Los desafíos de implementar una reforma procesal

La puesta en funcionamiento del nuevo Código procesal Penal Federal fue analizada por el especialista chileno Cristian Riego, que estudió reformas homólogas en varios países de la región.

Con más de una veintena de jueces y operarios judiciales de la provincia de todo el país, se realizó la cuarta mesa de trabajo sobre la reforma del Código Procesal Penal Federal (CPPF), esta vez, enfocada en los desafíos de su implementación y con la presencia de Cristian Riego, investigador y referente latinoamericano en materia de aplicación de reformas procesales.

Junto al secretario de Justicia, Santiago Otamendi, los subsecretarios de Política Criminal, Martín Casares, y Relaciones con el Poder Judicial y Asuntos Penitenciarios, Juan Mahiques, el especialista abordó las principales consideraciones que enfrentará el nuevo CPPF que impulsa el Ministerio de Justicia y Derechos Humanos, comandado por Germán Garavano.

Entre ellas, Riego señaló que los “cambios que se proponen, no se hacen desde la salida de la norma”, por el contrario, requieren de la colaboración permanente de todos los operadores judiciales, sobre todo desde el “cambio de paradigma”, en alusión especial al rol de fiscal.

“El fiscal debe poder tomar decisiones provisorias” sobre cómo investigar el caso, “si es posible, desde el día uno”, señaló.

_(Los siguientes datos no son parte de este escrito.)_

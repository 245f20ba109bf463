// ── Core error taxonomy ──
//
// Every failure a caller can observe from the control plane. These are
// NOT transport-specific -- the server maps them onto HTTP statuses and
// channel `error` events, and the mapping never leaks internal detail.

use thiserror::Error;

/// Unified error type for the core crate.
#[derive(Debug, Error)]
pub enum CoreError {
    // ── Input errors ─────────────────────────────────────────────────
    /// Malformed or out-of-range input. Reported to the caller, never
    /// retried, never fatal.
    #[error("{message}")]
    Validation { message: String },

    // ── State-machine errors ─────────────────────────────────────────
    /// A state-machine guard rejected the transition (e.g. double-start).
    #[error("{message}")]
    Conflict { message: String },

    /// Unknown entity identifier.
    #[error("{entity} not found")]
    NotFound { entity: String },

    // ── Admission errors ─────────────────────────────────────────────
    /// Fixed-window budget exhausted; caller is responsible for backoff.
    #[error("too many requests, retry after {retry_after_secs}s")]
    RateLimited { retry_after_secs: u64 },

    // ── Transport errors ─────────────────────────────────────────────
    /// Connection-level failure. Recovered by reconnection policy,
    /// surfaced only as a lifecycle event.
    #[error("transport error: {message}")]
    Transport { message: String },

    // ── Configuration errors ─────────────────────────────────────────
    #[error("configuration error: {message}")]
    Config { message: String },

    // ── Internal errors ──────────────────────────────────────────────
    #[error("internal error: {0}")]
    Internal(String),
}

impl CoreError {
    pub fn validation(message: impl Into<String>) -> Self {
        Self::Validation {
            message: message.into(),
        }
    }

    pub fn conflict(message: impl Into<String>) -> Self {
        Self::Conflict {
            message: message.into(),
        }
    }

    pub fn not_found(entity: impl Into<String>) -> Self {
        Self::NotFound {
            entity: entity.into(),
        }
    }

    /// HTTP status the server surface should report for this error.
    pub fn status_code(&self) -> u16 {
        match self {
            Self::Validation { .. } | Self::Conflict { .. } => 400,
            Self::NotFound { .. } => 404,
            Self::RateLimited { .. } => 429,
            Self::Transport { .. } | Self::Config { .. } | Self::Internal(_) => 500,
        }
    }

    /// Short, machine-readable message safe to hand to untrusted callers.
    ///
    /// Internal variants collapse to a generic message -- raw detail stays
    /// in the logs.
    pub fn public_message(&self) -> String {
        match self {
            Self::Validation { message } | Self::Conflict { message } => message.clone(),
            Self::NotFound { entity } => format!("{entity} not found"),
            Self::RateLimited { .. } => "Too many requests, please try again later".into(),
            Self::Transport { .. } | Self::Config { .. } | Self::Internal(_) => {
                "Internal server error".into()
            }
        }
    }
}

#[cfg(test)]
#[allow(clippy::unwrap_used)]
mod tests {
    use super::*;

    #[test]
    fn status_codes_follow_taxonomy() {
        assert_eq!(CoreError::validation("bad").status_code(), 400);
        assert_eq!(CoreError::conflict("busy").status_code(), 400);
        assert_eq!(CoreError::not_found("Camera").status_code(), 404);
        assert_eq!(
            CoreError::RateLimited {
                retry_after_secs: 30
            }
            .status_code(),
            429
        );
    }

    #[test]
    fn internal_detail_never_leaks() {
        let err = CoreError::Internal("dashmap shard poisoned at registry.rs:42".into());
        assert_eq!(err.public_message(), "Internal server error");
    }
}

Esta facultad está relacionada con la celeridad para seguir las pistas. Con todo, esas determinaciones procesales “podrán ser revisadas” por el juez. Complementariamente, ese magistrado se convierte en la práctica en un “juez garante” de derechos para ambas partes.

“El fiscal debe poder tomar decisiones provisorias” sobre cómo investigar el caso, “si es posible, desde el día uno”

En su concepción, justamente es este juez de Garantías el “protagonista” de un sistema acusatorio adversarial como el que impulsa el nuevo CPPF. Es que un funcionario con esa prerrogativa permite la extensión de la oralidad en las audiencias, lo que acelera mucho los procesos en general.

A su turno, los y las asistentes compartieron sus consultas, que refirieron, entre otros tópicos, a los métodos y criterios de monitoreo de la reforma, las implicancias de que convivan operadores formados con el nuevo paradigma y los ya en ejercicio que lo resisten, más el debate sobre el criterio de flagrancia en algunos procesos y su adopción en la provincia de Buenos, Aires, caso que Riego aseguró haber seguido de cerca.

El encuentro cerró con la invitación a continuar el ciclo, como es costumbre, el mes próximo con nuevos debates e invitados.